Déclaration de Temucuicui au Chili

Déclaration d’un témoin de Temucuicui

La doctrine du contrôle colonial à Wallmapu : l’appareil d’État asymétrique et la capture stratégique des œuvres historiques Jorge Huenchullán et son épouse Carolina Padilla Manquel

1. L’argument absurde : pourquoi utiliser un hélicoptère d’attaque Puma contre l’une des voix les plus influentes du mouvement Mapuche ? L’examen des faits dont j’ai personnellement été témoin révèle une contradiction flagrante de la part de l’appareil d’État. Les procureurs et le gouvernement tentent de discréditer le leader mapuche Jorge Huenchullán et son épouse Carolina Padilla en les accusant de délits mineurs liés à la drogue, afin de diminuer l’importance politique de l’affaire.

Mais aucun pays au monde ne mobilise des millions de dollars, des commandos d’élite et des avions de combat pour arrêter un petit criminel. Cette opération révèle un conflit politique très médiatisé visant à faire taire l’une des voix les plus influentes dans la lutte pour la reconquête du territoire mapuche usurpé. S’il s’agissait d’un criminel de droit commun, une opération de cette ampleur à l’échelle économique et militaire serait totalement illogique. L’utilisation d’un hélicoptère militaire Puma prouve que l’État chilien sait pertinemment qu’il ne poursuit pas un criminel ordinaire, mais qu’il a mené une opération stratégique pour capturer une figure politique clé : l’une des trois voix les plus influentes, respectées et puissantes du mouvement autonomiste mapuche aux niveaux national et international. L’effort militaire est en réalité proportionnel à l’importance de la personne que l’on voulait éliminer.

2. Le mythe de l’opération judiciaire et l’asymétrie militaire de l’occupation : Le récit officiel tente de réduire « l’Opération Trident » à une simple procédure policière de maintien de l’ordre public. Cependant, ma présence directe sur place aux côtés du locuteur mapuche Jorge Huenchullán Cayul et de son épouse Carolina Padilla Manquel me permet de réfuter catégoriquement cette erreur. L’utilisation d’hélicoptères de transport lourd Puma, de véhicules d’assaut blindés et de fusils tactiques avancés ne correspond pas aux procédures policières standard ; cela représente une démonstration de force asymétrique. Cette pratique imite directement les doctrines d’occupation territoriale que l’État d’Israël a historiquement appliquées en Cisjordanie ou qui sont utilisées dans les opérations militaires de pacification dans les favelas de Rio de Janeiro. Le véritable objectif n’est pas l’emprisonnement mais plutôt l’organisation d’une invasion pour réaffirmer la souveraineté coloniale sur un territoire résistant.

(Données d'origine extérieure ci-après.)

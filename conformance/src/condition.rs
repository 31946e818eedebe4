//! Preconditions applied to a payload before the field under test changes.

use std::collections::BTreeMap;

use serde::{Deserialize, Serialize};
use serde_json::Value;
use tracing::debug;

use crate::error::HarnessError;
use crate::processor::Processor;
use crate::tree::{Mutation, mutate};

/// Requirements a payload must meet before a field is tested.
///
/// Some fields are only required when a sibling is absent (an error needs an
/// exception when it carries no log) or holds a specific value. The default
/// condition changes nothing.
#[derive(Debug, Clone, Default, PartialEq, Serialize, Deserialize)]
#[serde(default)]
pub struct Condition {
    /// Paths removed from the payload.
    pub absence: Vec<String>,
    /// Paths forced to the given values.
    pub existence: BTreeMap<String, Value>,
}

impl Condition {
    /// A condition removing every given path.
    #[must_use]
    pub fn absent<I, S>(keys: I) -> Self
    where
        I: IntoIterator<Item = S>,
        S: Into<String>,
    {
        Self {
            absence: keys.into_iter().map(Into::into).collect(),
            existence: BTreeMap::new(),
        }
    }

    /// A condition forcing one path to a value.
    #[must_use]
    pub fn existing(key: impl Into<String>, value: Value) -> Self {
        Self::default().with_existence(key, value)
    }

    #[must_use]
    pub fn with_absence(mut self, key: impl Into<String>) -> Self {
        self.absence.push(key.into());
        self
    }

    #[must_use]
    pub fn with_existence(mut self, key: impl Into<String>, value: Value) -> Self {
        self.existence.insert(key.into(), value);
        self
    }

    #[must_use]
    pub fn is_empty(&self) -> bool {
        self.absence.is_empty() && self.existence.is_empty()
    }
}

/// Prepare `payload` so that `condition` holds.
///
/// All existence upserts run first; the intermediate payload must still be
/// accepted by the processor. Absence deletions follow.
///
/// # Errors
///
/// Returns [`HarnessError::ConditionRejected`] when the processor rejects the
/// payload after the existence step. That points at a mistake in the
/// condition or the fixture, not at the processor.
pub fn apply_condition<P>(
    payload: Value,
    condition: &Condition,
    processor: &P,
) -> Result<Value, HarnessError>
where
    P: Processor + ?Sized,
{
    let mut payload = payload;
    for (key, value) in &condition.existence {
        debug!(key = %key, value = %value, "condition: ensure present");
        payload = mutate(payload, key, &Mutation::Upsert(value.clone()));
    }

    processor
        .validate(&payload)
        .map_err(|rejection| HarnessError::ConditionRejected {
            keys: condition
                .existence
                .keys()
                .map(String::as_str)
                .collect::<Vec<_>>()
                .join(", "),
            message: rejection.to_string(),
        })?;

    for key in &condition.absence {
        debug!(key = %key, "condition: ensure absent");
        payload = mutate(payload, key, &Mutation::Delete);
    }
    Ok(payload)
}

#[cfg(test)]
#[allow(clippy::unwrap_used, clippy::expect_used)]
mod tests {
    use super::*;
    use crate::processor::Rejection;
    use crate::tree::{flatten, values_at};
    use serde_json::json;

    /// Rejects payloads whose `error.log.level` is not a string.
    struct LevelMustBeString;

    impl Processor for LevelMustBeString {
        type Decoded = ();

        fn validate(&self, payload: &Value) -> Result<(), Rejection> {
            if values_at(payload, "error.log.level")
                .iter()
                .all(|v| v.is_string())
            {
                Ok(())
            } else {
                Err(Rejection::new("level is not of type \"string\""))
            }
        }

        fn decode(&self, _payload: &Value) -> Result<(), Rejection> {
            Ok(())
        }
    }

    fn payload() -> Value {
        json!({
            "error": {
                "culprit": "handler",
                "log": {"message": "boom", "level": "error"},
                "exception": {"message": "oops"}
            }
        })
    }

    #[test]
    fn test_empty_condition_is_noop() {
        let condition = Condition::default();
        assert!(condition.is_empty());
        let out = apply_condition(payload(), &condition, &LevelMustBeString).unwrap();
        assert_eq!(out, payload());
    }

    #[test]
    fn test_existence_then_absence() {
        let condition = Condition::existing("error.log.level", json!("fatal"))
            .with_absence("error.exception");
        let out = apply_condition(payload(), &condition, &LevelMustBeString).unwrap();
        assert_eq!(values_at(&out, "error.log.level"), vec![&json!("fatal")]);
        assert!(!flatten(&out).contains("error.exception"));
    }

    #[test]
    fn test_sibling_value_survives_target_delete() {
        let condition = Condition::existing("error.log.level", json!("fatal"));
        let out = apply_condition(payload(), &condition, &LevelMustBeString).unwrap();
        let out = mutate(out, "error.culprit", &Mutation::Delete);
        assert_eq!(values_at(&out, "error.log.level"), vec![&json!("fatal")]);
        assert!(!flatten(&out).contains("error.culprit"));
    }

    #[test]
    fn test_rejected_existence_is_harness_error() {
        let condition = Condition::existing("error.log.level", json!(42));
        let err = apply_condition(payload(), &condition, &LevelMustBeString).unwrap_err();
        assert_eq!(
            err,
            HarnessError::ConditionRejected {
                keys: "error.log.level".to_owned(),
                message: "level is not of type \"string\"".to_owned(),
            }
        );
    }

    #[test]
    fn test_absence_removes_every_path() {
        let condition = Condition::absent(["error.log", "error.exception"]);
        let out = apply_condition(payload(), &condition, &LevelMustBeString).unwrap();
        assert_eq!(out, json!({"error": {"culprit": "handler"}}));
    }

    #[test]
    fn test_deserialize_condition() {
        let condition: Condition = serde_json::from_value(json!({
            "absence": ["error.log"],
            "existence": {"error.log.level": "fatal"}
        }))
        .unwrap();
        assert_eq!(condition.absence, vec!["error.log".to_owned()]);
        assert_eq!(condition.existence["error.log.level"], json!("fatal"));

        let empty: Condition = serde_json::from_value(json!({})).unwrap();
        assert!(empty.is_empty());
    }
}
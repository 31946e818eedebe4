//! Storage-layer field definitions (`fields.yml` templates).
//!
//! Templates list fields the way the storage index declares them: nested
//! `group`s with child `fields`, each field carrying a storage `type` and
//! optional `multi_fields` (the same value indexed a second way).

use std::path::PathBuf;

use serde::Deserialize;

use crate::error::HarnessError;
use crate::loader::PayloadLoader;
use crate::set::FieldSet;
use crate::tree::join_key;

const KEYWORD: &str = "keyword";

#[derive(Debug, Clone, Default, PartialEq, Eq, Deserialize)]
#[serde(default)]
pub struct FieldDescriptor {
    pub name: String,
    #[serde(rename = "type")]
    pub field_type: String,
    pub object_type: String,
    pub multi_fields: Vec<FieldDescriptor>,
    pub fields: Vec<FieldDescriptor>,
}

/// Whether a field is indexed as a keyword, directly or via a multi-field.
#[must_use]
pub fn is_keyword_field(field: &FieldDescriptor) -> bool {
    field.field_type == KEYWORD
        || field.object_type == KEYWORD
        || field.multi_fields.iter().any(|mf| mf.field_type == KEYWORD)
}

/// Add the dotted names of `fields` (and their nested fields) accepted by
/// `include` to `out`.
pub fn flatten_field_names<F>(fields: &[FieldDescriptor], prefix: &str, include: &F, out: &mut FieldSet)
where
    F: Fn(&FieldDescriptor) -> bool,
{
    for field in fields {
        let key = join_key(prefix, &field.name);
        if !key.is_empty() && include(field) {
            out.insert(key.clone());
        }
        flatten_field_names(&field.fields, &key, include, out);
    }
}

/// Load every template and collect the names of the fields accepted by `include`.
///
/// # Errors
///
/// Returns the loader's error for the first template that cannot be read.
pub fn fetch_flattened_field_names<L, F>(
    loader: &L,
    paths: &[PathBuf],
    include: &F,
) -> Result<FieldSet, HarnessError>
where
    L: PayloadLoader + ?Sized,
    F: Fn(&FieldDescriptor) -> bool,
{
    let mut out = FieldSet::new();
    for path in paths {
        let fields = loader.load_fields(path)?;
        flatten_field_names(&fields, "", include, &mut out);
    }
    Ok(out)
}
//! Game rules for tic-tac-toe.
//!
//! Pure functions over a [`Board`](crate::Board). Rules are kept apart from
//! board storage so the engine and the computer heuristic share them.

pub mod draw;
pub mod win;

pub use draw::{is_full, is_tie};
pub use win::{WINNING_LINES, check_winner, winning_line};
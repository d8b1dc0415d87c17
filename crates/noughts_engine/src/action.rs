//! Move rejection reasons.

use crate::Position;

/// Why a move was rejected.
///
/// A rejected move never changes engine state. Drivers that only offer legal
/// moves can ignore the error and get silent no-op behavior.
#[derive(Debug, Clone, Copy, PartialEq, Eq, derive_more::Display)]
pub enum MoveError {
    /// The index is outside 0-8.
    #[display("Position {} is out of bounds (must be 0-8)", _0)]
    InvalidIndex(usize),

    /// The square at the position is already occupied.
    #[display("{} is already occupied", _0)]
    SquareOccupied(Position),

    /// The game is already over.
    #[display("Game is already over")]
    GameOver,

    /// The computer has reserved this turn.
    #[display("Waiting for the computer to move")]
    ComputerTurnPending,
}

impl std::error::Error for MoveError {}
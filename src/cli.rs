//! Command-line interface for noughts.

use crate::script::ScriptStep;
use clap::{Args, Parser, Subcommand};
use noughts_engine::Mode;
use std::path::PathBuf;

/// Noughts - tic-tac-toe against a friend or the computer
#[derive(Parser, Debug)]
#[command(name = "noughts")]
#[command(about = "Tic-tac-toe in the terminal", long_about = None)]
#[command(version)]
pub struct Cli {
    /// Subcommand to run
    #[command(subcommand)]
    pub command: Command,
}

/// Available commands
#[derive(Subcommand, Debug)]
pub enum Command {
    /// Play interactively in the terminal
    Play(GameArgs),

    /// Apply a list of moves without a UI and print the result as JSON
    Script {
        /// Session options
        #[command(flatten)]
        game: GameArgs,

        /// Moves to apply: a square (0-8 or a label like "center"), or "cpu"
        /// to let the computer pick for whoever is to move
        #[arg(required = true)]
        moves: Vec<ScriptStep>,
    },
}

/// Options shared by every way of running a session.
#[derive(Args, Debug, Clone, Default)]
pub struct GameArgs {
    /// Game mode: "pvp" (two players) or "pvc" (O is the computer)
    #[arg(short, long)]
    pub mode: Option<Mode>,

    /// Seed for the computer's random tie-breaks
    #[arg(short, long)]
    pub seed: Option<u64>,

    /// Path to a TOML config file (defaults to ./noughts.toml if present)
    #[arg(short, long)]
    pub config: Option<PathBuf>,
}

3. Le véritable crime poursuivi : la lutte pour la restitution des terres ancestrales. Derrière la terminologie judiciaire sophistiquée, il est clair que le seul crime poursuivi par l’État chilien dans ce domaine est la résistance politique organisée pour la restitution des terres ancestrales. Pour le modèle extractiviste chilien, appeler au retrait des entreprises et réclamer la restitution des terres ancestrales est un acte de subversion inacceptable. L’État ne poursuit pas les véritables crimes ; il criminalise le droit international à l’autodétermination et à la récupération de l’habitat des Mapuche. L’emprisonnement du Werkén (locuteur mapuche) et le harcèlement de son épouse Carolina Padilla sont le résultat direct de sa contestation réussie des titres de propriété douteux délivrés par les grands propriétaires fonciers et les entreprises forestières.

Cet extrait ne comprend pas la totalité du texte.